§ What you are asked to do:
Give again the lines of the data from its first line through the line with "let printer_task = tokio::spawn(async". Change nothing.
### Data in this exercise
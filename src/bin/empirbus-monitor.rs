//! Reads analyzer JSON records on stdin and prints Signal K deltas on
//! stdout, one JSON document per line.
//!
//! Usage: `empirbus-monitor [config.json] [gateway-output]`
//!
//! Outbound frames (the power-on ISO request) are appended to
//! `gateway-output` as Actisense lines when given, and discarded otherwise.

use chrono::Utc;
use tokio::io::AsyncWriteExt;
use tokio::sync::mpsc;
use tracing::{error, info};

use empirbus_nxt::bus::{forward_analyzer_lines, write_frames};
use empirbus_nxt::{util, BridgeService, BusHandle, Config, Error, Result};

#[tokio::main]
async fn main() {
    if let Err(e) = util::init_logging("info") {
        eprintln!("{}", e);
    }

    if let Err(e) = run().await {
        error!(error = %e, "empirbus-monitor failed");
        std::process::exit(1);
    }
}

async fn run() -> Result<()> {
    let mut args = std::env::args().skip(1);
    let config = match args.next() {
        Some(path) => Config::from_json_file(path)?,
        None => Config::default(),
    };
    let gateway = args.next();

    let (bus, frames) = BusHandle::channel(config.channel_capacity);
    let (update_tx, mut updates) = mpsc::channel(config.channel_capacity);
    let (service, handle) = BridgeService::new(config, bus, update_tx)?;

    let service_task = tokio::spawn(service.run());
    let writer_task = tokio::spawn(async move {
        match gateway {
            Some(path) => {
                let file = tokio::fs::OpenOptions::new()
                    .create(true)
                    .append(true)
                    .open(path)
                    .await?;
                write_frames(frames, file).await
            }
            None => write_frames(frames, tokio::io::sink()).await,
        }
    });
    let printer_task = tokio::spawn(async move {
        let mut stdout = tokio::io::stdout();
        while let Some(projection) = updates.recv().await {
            for binding in &projection.registrations {
                info!(context = %binding.context, path = %binding.path, "Registering handler");
            }
            let mut line = serde_json::to_string(&projection.to_delta(Utc::now()))
                .map_err(|e| Error::bus(format!("Failed to render delta: {}", e)))?;
            line.push('\n');
            stdout.write_all(line.as_bytes()).await?;
            stdout.flush().await?;
        }
        Ok::<_, Error>(())
    });

    handle.bus_available().await?;
    let forwarded = forward_analyzer_lines(tokio::io::stdin(), handle).await?;
    info!(forwarded, "Analyzer input closed");

    service_task
        .await
        .map_err(|e| Error::bus(format!("Bridge task failed: {}", e)))??;
    printer_task
        .await
        .map_err(|e| Error::bus(format!("Printer task failed: {}", e)))??;
    writer_task
        .await
        .map_err(|e| Error::bus(format!("Writer task failed: {}", e)))??;

    Ok(())
}
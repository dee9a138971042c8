//! Bridge between the EmpirBus NXT bus and the Signal K key tree
//!
//! Inbound: analyzer record → [`DeviceFrame`] → [`StateReconciler`] →
//! [`DeltaProjector`] → [`Projection`] for the host store.
//!
//! Outbound: command → [`StateReconciler`] → [`OutboundFrame`] →
//! [`FrameSink`]. Key values are not touched by commands; the NXT answers
//! with a new status frame which updates them.

pub mod projector;
pub mod reconciler;
pub mod service;

pub use self::projector::{ActionBinding, DeltaProjector, KnownDeviceRegistry, Projection};
pub use self::reconciler::{
    parse_dimmer_ratio, parse_switch_value, PendingCommand, StateReconciler,
};
pub use self::service::{BridgeEvent, BridgeHandle, BridgeService};

use serde_json::Value;
use tracing::{debug, info, warn};

use crate::bus::FrameSink;
use crate::core::{Config, Error, Result};
use crate::protocol::{
    AnalyzerMessage, CommandRequest, CommandResult, DeviceFrame, InstanceState, OutboundFrame,
    PGN_API,
};

/// Single owner of the device state. All mutation goes through `&mut self`.
pub struct Bridge<S> {
    config: Config,
    reconciler: StateReconciler,
    projector: DeltaProjector,
    sink: S,
    status: String,
    last_error: Option<String>,
}

impl<S: FrameSink> Bridge<S> {
    /// Creates a bridge emitting outbound frames to `sink`
    pub fn new(config: Config, sink: S) -> Result<Self> {
        config.validate()?;
        Ok(Bridge {
            reconciler: StateReconciler::new(config.destination),
            projector: DeltaProjector::new(config.clone()),
            config,
            sink,
            status: "Waiting for NMEA2000 connect".to_string(),
            last_error: None,
        })
    }

    /// Active configuration
    pub fn config(&self) -> &Config {
        &self.config
    }

    /// Latest human readable status
    pub fn status(&self) -> &str {
        &self.status
    }

    /// Message of the latest rejected frame or command
    pub fn last_error(&self) -> Option<&str> {
        self.last_error.as_deref()
    }

    /// Cached state of a logical instance
    pub fn state(&self, instance: u8) -> Option<&InstanceState> {
        self.reconciler.model().get(instance)
    }

    /// Handles a record from the analyzer.
    ///
    /// Returns `Ok(None)` for records that are not EmpirBus status, which
    /// includes PGN 65280 records of other manufacturers.
    pub fn handle_analyzer_message(&mut self, message: &AnalyzerMessage) -> Result<Option<Projection>> {
        if message.pgn != PGN_API {
            return Ok(None);
        }

        if !message.is_from(&self.config.manufacturer_code) {
            let ignored = Error::UnrecognizedManufacturer(message.manufacturer_label());
            debug!(pgn = message.pgn, "{}", ignored);
            self.status = ignored.to_string();
            return Ok(None);
        }

        let frame = message
            .data()
            .ok_or_else(|| Error::malformed_frame("record has no Data field"))
            .and_then(DeviceFrame::from_hex);

        match frame {
            Ok(frame) => self.handle_frame(frame).map(Some),
            Err(e) => {
                warn!(pgn = message.pgn, error = %e, "Dropping frame");
                self.last_error = Some(e.to_string());
                Err(e)
            }
        }
    }

    /// Applies a decoded status frame as received from the bus
    pub fn handle_frame(&mut self, frame: DeviceFrame) -> Result<Projection> {
        let (instance, state) = match self.reconciler.apply_frame(frame) {
            Ok(applied) => applied,
            Err(e) => {
                warn!(instance = frame.instance, error = %e, "Dropping frame");
                self.last_error = Some(e.to_string());
                return Err(e);
            }
        };

        debug!(instance, state = ?state, "Received");
        self.status = format!("EmpirBus instance {} status received", instance);

        Ok(self.projector.project(instance, &state))
    }

    /// Applies a command and transmits the instance's new state
    pub fn handle_command(&mut self, request: &CommandRequest) -> CommandResult {
        let address = request.address;
        info!(
            instance = address.instance,
            device = %address.device_name(),
            command = %request.command,
            value = %request.value,
            "Setting device"
        );

        let sent = self.reconciler.prepare_command(request).and_then(|pending| {
            self.sink.emit(pending.frame.clone())?;
            Ok(pending)
        });

        match sent {
            Ok(pending) => {
                self.reconciler.commit(pending);
                self.status = format!(
                    "Device {} {} set to {} (Instance {})",
                    address, request.command, request.value, address.instance
                );
                CommandResult::completed()
            }
            Err(e) => {
                warn!(instance = address.instance, error = %e, "Command rejected");
                self.last_error = Some(format!("{} (Instance {})", e, address.instance));
                CommandResult::rejected(&e)
            }
        }
    }

    /// Routes a PUT on a registered leaf path
    pub fn handle_put(&mut self, path: &str, value: Value) -> CommandResult {
        match self.config.resolve_path(path) {
            Ok((address, command)) => {
                self.handle_command(&CommandRequest::new(address, command, value))
            }
            Err(e) => {
                warn!(path, error = %e, "PUT on unknown path");
                self.last_error = Some(e.to_string());
                CommandResult::rejected(&e)
            }
        }
    }

    /// Sends the ISO request making every NXT report all its instances
    pub fn request_resync(&mut self) -> Result<()> {
        self.sink.emit(OutboundFrame::iso_request(self.config.destination))?;
        info!("ISO request PGN 059904 sent for sync");
        self.status = "ISO request PGN 059904 sent for sync".to_string();
        Ok(())
    }
}

#[cfg(test)]
mod tests {
    use super::*;
    use crate::core::{CommandType, DeviceAddress};
    use serde_json::json;
    use std::sync::{Arc, Mutex};

    #[derive(Clone, Default)]
    struct RecordingSink {
        frames: Arc<Mutex<Vec<OutboundFrame>>>,
    }

    impl RecordingSink {
        fn frames(&self) -> Vec<OutboundFrame> {
            self.frames.lock().unwrap().clone()
        }
    }

    impl FrameSink for RecordingSink {
        fn emit(&self, frame: OutboundFrame) -> Result<()> {
            self.frames.lock().unwrap().push(frame);
            Ok(())
        }
    }

    fn bridge() -> (Bridge<RecordingSink>, RecordingSink) {
        let sink = RecordingSink::default();
        (Bridge::new(Config::default(), sink.clone()).unwrap(), sink)
    }

    fn status_record(data: &str) -> AnalyzerMessage {
        AnalyzerMessage::proprietary(PGN_API, "Empir Bus", data)
    }

    #[test]
    fn test_inbound_record() {
        let (mut bridge, _) = bridge();
        assert_eq!(bridge.status(), "Waiting for NMEA2000 connect");

        let projection = bridge
            .handle_analyzer_message(&status_record("01 f4 01 e8 03 55"))
            .unwrap()
            .unwrap();

        assert_eq!(projection.instance, 0);
        assert_eq!(projection.values[1].path, "electrical.switches.empirBusNxt-instance0-dimmer1.dimmingLevel");
        assert_eq!(projection.values[1].value, json!(0.5));
        assert_eq!(projection.registrations.len(), 10);
        assert_eq!(bridge.status(), "EmpirBus instance 0 status received");
        assert_eq!(bridge.state(0).unwrap().dimmer_levels, [500, 1000]);
    }

    #[test]
    fn test_other_manufacturer_ignored() {
        let (mut bridge, _) = bridge();
        let record = AnalyzerMessage::proprietary(PGN_API, "Maretron", "01f401e80355");

        assert!(bridge.handle_analyzer_message(&record).unwrap().is_none());
        assert_eq!(bridge.status(), "PGN 65280 Manufacturer Code Maretron ignored");
        assert!(bridge.state(0).is_none());
        assert!(bridge.last_error().is_none());
    }

    #[test]
    fn test_other_pgn_skipped() {
        let (mut bridge, _) = bridge();
        let record = AnalyzerMessage::proprietary(127501, "Empir Bus", "01f401e80355");
        assert!(bridge.handle_analyzer_message(&record).unwrap().is_none());
        assert_eq!(bridge.status(), "Waiting for NMEA2000 connect");
    }

    #[test]
    fn test_malformed_record() {
        let (mut bridge, _) = bridge();

        let err = bridge.handle_analyzer_message(&status_record("01 f4 01")).unwrap_err();
        assert!(matches!(err, Error::MalformedFrame(_)));
        assert!(bridge.last_error().is_some());

        let mut record = status_record("");
        record.fields.remove("Data");
        assert!(bridge.handle_analyzer_message(&record).is_err());
        assert!(bridge.state(0).is_none());

        // Later frames are still processed
        assert!(bridge.handle_analyzer_message(&status_record("02f401e80355")).is_ok());
        assert!(bridge.state(1).is_some());
    }

    #[test]
    fn test_command_before_status() {
        let (mut bridge, sink) = bridge();
        let result = bridge.handle_command(&CommandRequest::new(
            DeviceAddress::switch(0, 3).unwrap(),
            CommandType::State,
            true,
        ));

        assert_eq!(result.status_code, 404);
        assert!(sink.frames().is_empty());
    }

    #[test]
    fn test_command_emits_frame() {
        let (mut bridge, sink) = bridge();
        bridge.handle_analyzer_message(&status_record("01 00 00 e8 03 00")).unwrap();

        let result = bridge.handle_command(&CommandRequest::new(
            DeviceAddress::dimmer(0, 1).unwrap(),
            CommandType::State,
            "on",
        ));
        assert!(result.is_success());

        let frames = sink.frames();
        assert_eq!(frames.len(), 1);
        assert_eq!(frames[0].pgn, PGN_API);
        assert_eq!(&frames[0].payload[..], &[0x30, 0x99, 0x00, 0xe8, 0x03, 0xe8, 0x03, 0x01]);
        assert_eq!(bridge.status(), "Device 0.1 state set to \"on\" (Instance 0)");

        // Key values wait for the NXT's answer
        assert_eq!(bridge.state(0).unwrap().dimmer_levels, [1000, 1000]);
    }

    #[test]
    fn test_rejected_command_emits_nothing() {
        let (mut bridge, sink) = bridge();
        bridge.handle_analyzer_message(&status_record("01 f4 01 e8 03 55")).unwrap();

        let result = bridge.handle_command(&CommandRequest::new(
            DeviceAddress::dimmer(0, 1).unwrap(),
            CommandType::DimmerLevel,
            1.5,
        ));

        assert_eq!(result.status_code, 400);
        assert_eq!(result.message.as_deref(), Some("Invalid dimmer level 1.5"));
        assert!(sink.frames().is_empty());
        assert_eq!(bridge.last_error(), Some("Invalid dimmer level 1.5 (Instance 0)"));
        assert_eq!(bridge.state(0).unwrap().dimmer_levels, [500, 1000]);
    }

    #[test]
    fn test_unsent_command_leaves_state() {
        let (bus, frames) = crate::bus::BusHandle::channel(1);
        drop(frames);
        let mut bridge = Bridge::new(Config::default(), bus).unwrap();
        bridge.handle_analyzer_message(&status_record("01 f4 01 e8 03 00")).unwrap();
        let before = bridge.state(0).unwrap().switches;

        let result = bridge.handle_command(&CommandRequest::new(
            DeviceAddress::switch(0, 5).unwrap(),
            CommandType::State,
            true,
        ));

        assert_eq!(result.status_code, 500);
        assert_eq!(bridge.state(0).unwrap().switches, before);
        assert!(bridge.last_error().is_some());
    }

    #[test]
    fn test_put_by_path() {
        let (mut bridge, sink) = bridge();
        bridge.handle_analyzer_message(&status_record("01 f4 01 e8 03 55")).unwrap();

        let result = bridge.handle_put(
            "electrical.switches.empirBusNxt-instance0-dimmer2.dimmingLevel",
            json!(0.25),
        );
        assert!(result.is_success());
        assert_eq!(bridge.state(0).unwrap().dimmer_levels[1], 250);
        assert_eq!(sink.frames().len(), 1);

        let result = bridge.handle_put("electrical.switches.empirBusNxt-instance0-switch9.state", json!(true));
        assert_eq!(result.status_code, 404);
        assert_eq!(sink.frames().len(), 1);
    }

    #[test]
    fn test_request_resync() {
        let (mut bridge, sink) = bridge();
        bridge.request_resync().unwrap();

        let frames = sink.frames();
        assert_eq!(frames.len(), 1);
        assert_eq!(frames[0].pgn, 59904);
        assert_eq!(bridge.status(), "ISO request PGN 059904 sent for sync");
    }

    #[test]
    fn test_invalid_config() {
        let config = Config {
            root_path: String::new(),
            ..Config::default()
        };
        assert!(Bridge::new(config, RecordingSink::default()).is_err());
    }
}
//! Core types and traits for the EmpirBus NXT bridge
//!
//! This module contains the fundamental building blocks used throughout the library.

pub mod error;
pub mod types;
pub mod serde;

pub use self::error::{Error, Result};
pub use self::types::{
    CommandType,
    Config,
    DeviceAddress,
    DeviceKind,
};

/// Highest EmpirBus API component instance
pub const MAX_INSTANCE: u8 = 49;

/// Dimmers per instance in Data Model 2
pub const DIMMER_COUNT: usize = 2;

/// Switches per instance in Data Model 2
pub const SWITCH_COUNT: usize = 8;

/// Dimmer level representing 100% brightness
pub const MAX_DIMMER_LEVEL: u16 = 1000;

/// Default key path devices are published below
pub const DEFAULT_ROOT_PATH: &str = "electrical.switches";

/// Default name of the digital switching system
pub const DEFAULT_BUS_IDENTIFIER: &str = "empirBusNxt";

/// Manufacturer name as reported by the NMEA 2000 analyzer
pub const DEFAULT_MANUFACTURER_CODE: &str = "Empir Bus";
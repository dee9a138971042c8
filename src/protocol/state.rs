use std::collections::HashMap;

use serde::{Deserialize, Serialize};

use crate::core::{DIMMER_COUNT, MAX_DIMMER_LEVEL, SWITCH_COUNT};
use super::frame::DeviceFrame;

/// Last known state of one API component instance
#[derive(Debug, Clone, Copy, PartialEq, Eq, Serialize, Deserialize)]
pub struct InstanceState {
    /// Dimmer levels 0..=1000
    pub dimmer_levels: [u16; DIMMER_COUNT],
    /// Switch states; slots 0 and 1 are the dimmers' on/off indicators
    pub switches: [bool; SWITCH_COUNT],
    /// Last nonzero level per dimmer
    pub restore_levels: [u16; DIMMER_COUNT],
}

impl Default for InstanceState {
    fn default() -> Self {
        InstanceState {
            dimmer_levels: [0; DIMMER_COUNT],
            switches: [false; SWITCH_COUNT],
            restore_levels: [MAX_DIMMER_LEVEL; DIMMER_COUNT],
        }
    }
}

impl InstanceState {
    /// A dimmer is on iff its paired switch bit is set
    pub fn is_dimmer_on(&self, slot: usize) -> bool {
        self.switches[slot]
    }

    /// Dimmer level as a 0..1 ratio
    pub fn dimming_ratio(&self, slot: usize) -> f64 {
        f64::from(self.dimmer_levels[slot]) / f64::from(MAX_DIMMER_LEVEL)
    }

    /// Wire frame carrying this state for `instance`
    pub fn to_frame(&self, instance: u8) -> DeviceFrame {
        DeviceFrame {
            instance,
            dimmer_levels: self.dimmer_levels,
            switches: self.switches,
        }
    }
}

/// Per-instance device state, created lazily
#[derive(Debug, Default)]
pub struct DeviceStateModel {
    instances: HashMap<u8, InstanceState>,
}

impl DeviceStateModel {
    /// Creates an empty model
    pub fn new() -> Self {
        Self::default()
    }

    /// State of `instance`, if a status has been received for it
    pub fn get(&self, instance: u8) -> Option<&InstanceState> {
        self.instances.get(&instance)
    }

    /// State of `instance`, initialized to all off with full restore levels
    pub fn get_or_init(&mut self, instance: u8) -> &mut InstanceState {
        self.instances.entry(instance).or_default()
    }

    /// Overwrites dimmer levels and switch states from `frame`. Restore
    /// levels are kept.
    pub fn update(&mut self, instance: u8, frame: &DeviceFrame) -> &mut InstanceState {
        let state = self.get_or_init(instance);
        state.dimmer_levels = frame.dimmer_levels;
        state.switches = frame.switches;
        state
    }

    /// Number of instances seen
    pub fn len(&self) -> usize {
        self.instances.len()
    }

    /// Whether no instance has been seen yet
    pub fn is_empty(&self) -> bool {
        self.instances.is_empty()
    }

    /// Known instances in ascending order
    pub fn instances(&self) -> Vec<u8> {
        let mut instances: Vec<_> = self.instances.keys().copied().collect();
        instances.sort_unstable();
        instances
    }
}
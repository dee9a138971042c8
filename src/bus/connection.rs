use futures::{SinkExt, StreamExt};
use tokio::io::{AsyncRead, AsyncWrite};
use tokio::sync::mpsc;
use tokio_util::codec::{FramedRead, FramedWrite, LinesCodec};
use tracing::{debug, warn};

use crate::bridge::BridgeHandle;
use crate::core::{Error, Result};
use crate::protocol::{ActisenseCodec, AnalyzerMessage, OutboundFrame};

/// Longest analyzer line accepted
pub const MAX_LINE_LENGTH: usize = 8192;

/// Drains queued frames into `writer`, one Actisense line per frame, until
/// every [`BusHandle`](super::BusHandle) is dropped
pub async fn write_frames<W>(mut frames: mpsc::Receiver<OutboundFrame>, writer: W) -> Result<()>
where
    W: AsyncWrite + Unpin,
{
    let mut framed = FramedWrite::new(writer, ActisenseCodec::new());

    while let Some(frame) = frames.recv().await {
        debug!(pgn = frame.pgn, dst = frame.destination, "Sending frame");
        framed.send(frame).await?;
    }

    Ok(())
}

/// Reads analyzer JSON records line by line and submits them to the
/// bridge. Unparseable lines are skipped. Returns the number of records
/// forwarded once `reader` reaches EOF.
pub async fn forward_analyzer_lines<R>(reader: R, bridge: BridgeHandle) -> Result<usize>
where
    R: AsyncRead + Unpin,
{
    let mut lines = FramedRead::new(reader, LinesCodec::new_with_max_length(MAX_LINE_LENGTH));
    let mut forwarded = 0;

    while let Some(line) = lines.next().await {
        let line = line.map_err(|e| Error::bus(format!("Failed to read analyzer line: {}", e)))?;
        let line = line.trim();
        if line.is_empty() {
            continue;
        }

        match serde_json::from_str::<AnalyzerMessage>(line) {
            Ok(message) => {
                bridge.submit(message).await?;
                forwarded += 1;
            }
            Err(e) => warn!(error = %e, "Skipping unparseable analyzer line"),
        }
    }

    Ok(forwarded)
}
use serde_json::Value;
use tokio::sync::{mpsc, oneshot};
use tracing::{debug, info, warn};

use super::{Bridge, Projection};
use crate::bus::BusHandle;
use crate::core::{Config, Error, Result};
use crate::protocol::{AnalyzerMessage, CommandRequest, CommandResult};

/// Events processed by the bridge task, one at a time
pub enum BridgeEvent {
    /// Record received from the analyzer
    Analyzer(AnalyzerMessage),
    /// Command for a device
    Command {
        /// Requested change
        request: CommandRequest,
        /// Receives the outcome
        reply: oneshot::Sender<CommandResult>,
    },
    /// PUT on a leaf path
    Put {
        /// Full leaf path
        path: String,
        /// Requested value
        value: Value,
        /// Receives the outcome
        reply: oneshot::Sender<CommandResult>,
    },
    /// The host's NMEA 2000 output became available
    BusAvailable,
    /// Send the ISO request now
    Resync,
    /// Query the current status line
    Status(oneshot::Sender<String>),
}

/// Handle for feeding events into a running [`BridgeService`]
#[derive(Clone)]
pub struct BridgeHandle {
    event_tx: mpsc::Sender<BridgeEvent>,
}

impl BridgeHandle {
    /// Wraps an existing event sender
    pub fn new(event_tx: mpsc::Sender<BridgeEvent>) -> Self {
        BridgeHandle { event_tx }
    }

    /// Submits an analyzer record
    pub async fn submit(&self, message: AnalyzerMessage) -> Result<()> {
        self.send(BridgeEvent::Analyzer(message)).await
    }

    /// Applies a command and waits for its outcome
    pub async fn command(&self, request: CommandRequest) -> Result<CommandResult> {
        let (reply, result) = oneshot::channel();
        self.send(BridgeEvent::Command { request, reply }).await?;
        result
            .await
            .map_err(|e| Error::bus(format!("Bridge dropped command: {}", e)))
    }

    /// Routes a PUT on a leaf path and waits for its outcome
    pub async fn put(&self, path: impl Into<String>, value: Value) -> Result<CommandResult> {
        let (reply, result) = oneshot::channel();
        self.send(BridgeEvent::Put {
            path: path.into(),
            value,
            reply,
        })
        .await?;
        result
            .await
            .map_err(|e| Error::bus(format!("Bridge dropped PUT: {}", e)))
    }

    /// Signals that frames can now be sent; schedules the ISO request
    pub async fn bus_available(&self) -> Result<()> {
        self.send(BridgeEvent::BusAvailable).await
    }

    /// Current status line
    pub async fn status(&self) -> Result<String> {
        let (reply, status) = oneshot::channel();
        self.send(BridgeEvent::Status(reply)).await?;
        status
            .await
            .map_err(|e| Error::bus(format!("Bridge dropped status query: {}", e)))
    }

    async fn send(&self, event: BridgeEvent) -> Result<()> {
        self.event_tx
            .send(event)
            .await
            .map_err(|_| Error::bus("Bridge service has stopped"))
    }
}

/// Task owning the [`Bridge`]. Frames and commands for the same instance
/// never interleave because every event is handled to completion in turn.
pub struct BridgeService {
    bridge: Bridge<BusHandle>,
    events: mpsc::Receiver<BridgeEvent>,
    resync_tx: mpsc::WeakSender<BridgeEvent>,
    updates: mpsc::Sender<Projection>,
}

impl BridgeService {
    /// Creates the service and the handle feeding it. Projections are
    /// delivered to `updates`.
    pub fn new(
        config: Config,
        bus: BusHandle,
        updates: mpsc::Sender<Projection>,
    ) -> Result<(Self, BridgeHandle)> {
        let (event_tx, events) = mpsc::channel(config.channel_capacity);
        let service = BridgeService {
            bridge: Bridge::new(config, bus)?,
            events,
            resync_tx: event_tx.downgrade(),
            updates,
        };
        Ok((service, BridgeHandle::new(event_tx)))
    }

    /// Processes events until every handle is dropped or the update
    /// receiver goes away
    pub async fn run(mut self) -> Result<()> {
        info!("EmpirBus NXT bridge started");

        while let Some(event) = self.events.recv().await {
            self.handle_event(event).await?;
        }

        info!("EmpirBus NXT bridge stopped");
        Ok(())
    }

    async fn handle_event(&mut self, event: BridgeEvent) -> Result<()> {
        match event {
            BridgeEvent::Analyzer(message) => {
                // Rejected frames are logged by the bridge and never stop the loop
                if let Ok(Some(projection)) = self.bridge.handle_analyzer_message(&message) {
                    self.updates
                        .send(projection)
                        .await
                        .map_err(|_| Error::bus("Update receiver dropped"))?;
                }
            }
            BridgeEvent::Command { request, reply } => {
                let result = self.bridge.handle_command(&request);
                if reply.send(result).is_err() {
                    debug!("Command issuer went away before the result");
                }
            }
            BridgeEvent::Put { path, value, reply } => {
                let result = self.bridge.handle_put(&path, value);
                if reply.send(result).is_err() {
                    debug!(path = %path, "PUT issuer went away before the result");
                }
            }
            BridgeEvent::BusAvailable => self.schedule_resync(),
            BridgeEvent::Resync => {
                if let Err(e) = self.bridge.request_resync() {
                    warn!(error = %e, "ISO request failed");
                }
            }
            BridgeEvent::Status(reply) => {
                let _ = reply.send(self.bridge.status().to_string());
            }
        }

        Ok(())
    }

    fn schedule_resync(&mut self) {
        let Some(event_tx) = self.resync_tx.upgrade() else {
            return;
        };
        let delay = self.bridge.config().resync_delay;

        debug!(delay = ?delay, "Scheduling ISO request");
        tokio::spawn(async move {
            tokio::time::sleep(delay).await;
            let _ = event_tx.send(BridgeEvent::Resync).await;
        });
    }
}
######
§ Solution to the exercise:
filename src/bin/empirbus-monitor.rs
//! Reads analyzer JSON records on stdin and prints Signal K deltas on
//! stdout, one JSON document per line.
//!
//! Usage: `empirbus-monitor [config.json] [gateway-output]`
//!
//! Outbound frames (the power-on ISO request) are appended to
//! `gateway-output` as Actisense lines when given, and discarded otherwise.

use chrono::Utc;
use tokio::io::AsyncWriteExt;
use tokio::sync::mpsc;
use tracing::{error, info};

use empirbus_nxt::bus::{forward_analyzer_lines, write_frames};
use empirbus_nxt::{util, BridgeService, BusHandle, Config, Error, Result};

#[tokio::main]
async fn main() {
    if let Err(e) = util::init_logging("info") {
        eprintln!("{}", e);
    }

    if let Err(e) = run().await {
        error!(error = %e, "empirbus-monitor failed");
        std::process::exit(1);
    }
}

async fn run() -> Result<()> {
    let mut args = std::env::args().skip(1);
    let config = match args.next() {
        Some(path) => Config::from_json_file(path)?,
        None => Config::default(),
    };
    let gateway = args.next();

    let (bus, frames) = BusHandle::channel(config.channel_capacity);
    let (update_tx, mut updates) = mpsc::channel(config.channel_capacity);
    let (service, handle) = BridgeService::new(config, bus, update_tx)?;

    let service_task = tokio::spawn(service.run());
    let writer_task = tokio::spawn(async move {
        match gateway {
            Some(path) => {
                let file = tokio::fs::OpenOptions::new()
                    .create(true)
                    .append(true)
                    .open(path)
                    .await?;
                write_frames(frames, file).await
            }
            None => write_frames(frames, tokio::io::sink()).await,
        }
    });
    let printer_task = tokio::spawn(async move {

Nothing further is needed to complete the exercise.